Analyst Bryan Blair upgraded Colfax from Perform to Outperform with a $42 price target.
Colfax's ESAB business, which produces equipment and filler metals for welding and cutting, is set for mid-single-digit core growth, with M&A likely taking the growth to the high-single-digit or low-double-digit range, Blair said in the Monday initiation note. (See the analyst's track record here.)
Continued core growth and continuous improvement could take segment margins toward the mid-teens level, the analyst said.
Blair said he expects strong year-over-year order growth at Howden, which provides precision air and gas handling equipment. Beginning in Q4, the segment is likely to report positive growth, the analyst said. The segment could see materially strong profitability in 2019, thanks to stronger factory utilization and incremental restructuring savings, he said.
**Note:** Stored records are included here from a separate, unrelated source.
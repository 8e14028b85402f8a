//! The launch status side channel.
//!
//! One byte, written once: `0` when the runtime launched the process,
//! otherwise the failure code. The descriptor is close-on-exec so neither
//! the runtime nor the container can hold the channel open.

#![allow(unsafe_code)]

use std::fs::File;
use std::io::Write;
use std::os::unix::io::{BorrowedFd, FromRawFd, OwnedFd, RawFd};

use rustix::io::{FdFlags, fcntl_getfd, fcntl_setfd};

/// Status byte: the runtime launched the process.
pub const LAUNCHED: u8 = 0;
/// Status byte: the runtime could not be started (or setup failed).
pub const SPAWN_FAILED: u8 = 2;
/// Status byte: the command line could not be parsed.
pub const USAGE: u8 = 127;

/// Writer for the status descriptor; a no-op if the descriptor is not open.
#[derive(Debug)]
pub struct StatusWriter {
    file: Option<File>,
}

impl StatusWriter {
    /// Adopt `fd`, marking it close-on-exec.
    ///
    /// The descriptor must not be owned by anything else in this process.
    #[must_use]
    pub fn adopt(fd: RawFd) -> Self {
        if fd < 0 {
            return Self::closed();
        }
        let borrowed = unsafe { BorrowedFd::borrow_raw(fd) };
        let Ok(flags) = fcntl_getfd(borrowed) else {
            tracing::debug!(fd, "Status descriptor not open");
            return Self::closed();
        };
        if let Err(e) = fcntl_setfd(borrowed, flags | FdFlags::CLOEXEC) {
            tracing::warn!(fd, error = %e, "Failed to mark status descriptor close-on-exec");
        }
        let owned = unsafe { OwnedFd::from_raw_fd(fd) };
        Self {
            file: Some(File::from(owned)),
        }
    }

    /// Writer that drops every byte.
    #[must_use]
    pub const fn closed() -> Self {
        Self { file: None }
    }

    /// Write `byte` and close the channel. Later calls are no-ops.
    pub fn send(&mut self, byte: u8) {
        let Some(mut file) = self.file.take() else {
            return;
        };
        match file.write_all(&[byte]) {
            Ok(()) => tracing::debug!(byte, "Wrote status byte"),
            Err(e) => tracing::warn!(byte, error = %e, "Failed to write status byte"),
        }
    }

    /// Whether a byte can still be sent.
    #[must_use]
    pub const fn is_open(&self) -> bool {
        self.file.is_some()
    }
}

#[cfg(test)]
mod tests {
    use std::io::Read;
    use std::os::unix::io::IntoRawFd;

    use super::*;

    #[test]
    fn sends_one_byte_then_closes() {
        let (reader, writer) = rustix::pipe::pipe().unwrap();
        let mut status = StatusWriter::adopt(writer.into_raw_fd());
        assert!(status.is_open());

        status.send(12);
        status.send(0);
        assert!(!status.is_open());

        let mut received = Vec::new();
        File::from(reader).read_to_end(&mut received).unwrap();
        assert_eq!(received, [12]);
    }

    #[test]
    fn adopted_descriptor_is_cloexec() {
        let (_reader, writer) = rustix::pipe::pipe().unwrap();
        let fd = writer.into_raw_fd();
        let status = StatusWriter::adopt(fd);
        let flags = fcntl_getfd(unsafe { BorrowedFd::borrow_raw(fd) }).unwrap();
        assert!(flags.contains(FdFlags::CLOEXEC));
        drop(status);
    }

    #[test]
    fn closed_writer_ignores_bytes() {
        let mut status = StatusWriter::closed();
        status.send(2);
        assert!(!status.is_open());
    }
}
While noting that the company has ample flexibility to pursue bolt-on and platform deals, Oppenheimer expects management to pursue "a very active pipeline including varying deal sizes, technologies and end markets."
Oppenheimer maintained a 2018 EPS estimate for Colfax of $2.25 and raised its 2019 EPS estimate from $2.50 to $2.55, due to modestly stronger AGH growth and segment margin expansion.
"With near-term expectations reasonable (conservative, in our view), significant upside profit drivers on the horizon (organic and inorganic) and valuation attractive (on '19E, FCF yield of 7 percent), we move off the sidelines on CFX," Blair said.
The Price Action
Colfax shares have lost about 12 percent year-to-date.